Tuesday, 3 May 2016

Show Me the Money....er....Movie!

Who doesn't enjoy curling up on the couch in front of the TV for a good DVD? You have the popcorn ready, the lighting set just so, drink in hand, everything is in readiness. And by the time you have gone through all the useless disclaimers and warnings and skipped through two million coming attractions and actually get to the main menu, half the popcorn is gone, your toddler has wandered off out of boredom and you have to get up to fetch another drink, this time possibly alcoholic.
Why do the companies that put together DVDs do this? Why do I need to sit through warnings about the illegality of pirating DVDs, or where the particular DVD can be watched (apparently oil rigs are a no-no), or FBI warnings, or warnings about global warming or Ebola or Justin Bieber's latest single? I just want to watch the movie that I have legally purchased, for crying out loud! I collect DVDs so that I will have the movie that I am interested in readily available to watch at any time. I don't need previews of coming attractions! It is just not relevant! Most of the time I attempt some serious button mashing in order to skip said attractions anyway.

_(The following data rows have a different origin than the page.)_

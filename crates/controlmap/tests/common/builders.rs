//! Builders for request payloads and agent output.

#![allow(dead_code)]

use serde_json::json;

use controlmap::catalog::{CheckDefinition, StaticCatalog};
use controlmap::intake::{ConfigureRequest, FieldMappings};

/// Builder for `ConfigureRequest` values.
pub struct ConfigureRequestBuilder {
    request: ConfigureRequest,
}

impl ConfigureRequestBuilder {
    pub fn new(upload_id: &str) -> Self {
        Self {
            request: ConfigureRequest {
                upload_id: upload_id.to_string(),
                framework_name: "CIS".to_string(),
                framework_version: Some("8.0".to_string()),
                framework_full_name: None,
                framework_description: None,
                providers: vec!["aws".to_string()],
                enable_subgroup: true,
                field_mappings: FieldMappings::default(),
                custom_instructions: None,
            },
        }
    }

    pub fn framework(mut self, name: &str) -> Self {
        self.request.framework_name = name.to_string();
        self
    }

    pub fn full_name(mut self, full_name: &str) -> Self {
        self.request.framework_full_name = Some(full_name.to_string());
        self
    }

    pub fn providers(mut self, providers: &[&str]) -> Self {
        self.request.providers = providers.iter().map(|p| p.to_string()).collect();
        self
    }

    pub fn enable_subgroup(mut self, enabled: bool) -> Self {
        self.request.enable_subgroup = enabled;
        self
    }

    pub fn build(self) -> ConfigureRequest {
        self.request
    }
}

/// A mapping in the CLI result wrapper, with one requirement per
/// `(control id, checks)` pair.
pub fn mapping_reply(framework: &str, controls: &[(&str, &[&str])]) -> String {
    let requirements: Vec<serde_json::Value> = controls
        .iter()
        .map(|(id, checks)| {
            json!({
                "Id": id,
                "Name": format!("Control {}", id),
                "Attributes": [{"ItemId": id, "Section": "1 Governance", "SubGroup": "1.x"}],
                "Checks": checks,
            })
        })
        .collect();

    let mapping = json!({
        "Framework": framework,
        "Name": framework,
        "Provider": "whatever the agent wrote",
        "Requirements": requirements,
    });

    json!({
        "type": "result",
        "is_error": false,
        "result": mapping.to_string(),
    })
    .to_string()
}

/// Catalog with a few checks for aws, gcp and azure.
pub fn sample_catalog() -> StaticCatalog {
    StaticCatalog::new()
        .with_provider(
            "aws",
            vec![
                CheckDefinition::new("s3_bucket_default_encryption", "S3 encryption")
                    .with_service("s3")
                    .with_severity("high"),
                CheckDefinition::new("iam_root_mfa_enabled", "Root MFA").with_service("iam"),
            ],
        )
        .with_provider(
            "gcp",
            vec![CheckDefinition::new("iam_no_service_roles", "No service roles").with_service("iam")],
        )
        .with_provider(
            "azure",
            vec![
                CheckDefinition::new("storage_secure_transfer", "Secure transfer")
                    .with_service("storage"),
            ],
        )
}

Disney DVDs are the absolute worst! My two year old wants to watch a specific Disney movie or cartoon series. So I put the DVD in and get the Disney logo and some warnings about copyright and the dangers of sniffing glue, and then some really cheerful guy informs you that this DVD has been "enhanced" (Ha! Yeah right!) with Disney's Fastplay. What this means is that if you do not press a button at a certain time, your toddler will have to sit through at least 5 previews of Disney movies that came out when you were their age. By that time you have a full scale riot on your hands! Your kid is now convinced that you do not have its best interest at heart and is pelting you with Legos. If you do manage to skip the Fastplay option, you get to the main menu where you triumphantly press the Play Movie button. And then you have to endure more Lego bombardment as yet more warnings about copyright and prostitution appear on the screen. By the time the movie actually starts, your kid is extremely frustrated and you have more bruises than someone who kicked a lion. Not to mention the fact that you will be sneezing out pink Lego blocks for a week!
I can understand adverts for everything from insurance to new cars when you are sitting in the cinema, as this generates revenue. Coming attractions also make sense in this setup, and is actually one of my favourite parts of the movie experience. But when I am at home attempting to watch a DVD that I have purchased, then I am not interested in ads or coming attractions. For crying out loud, just SHOW ME THE MOVIE!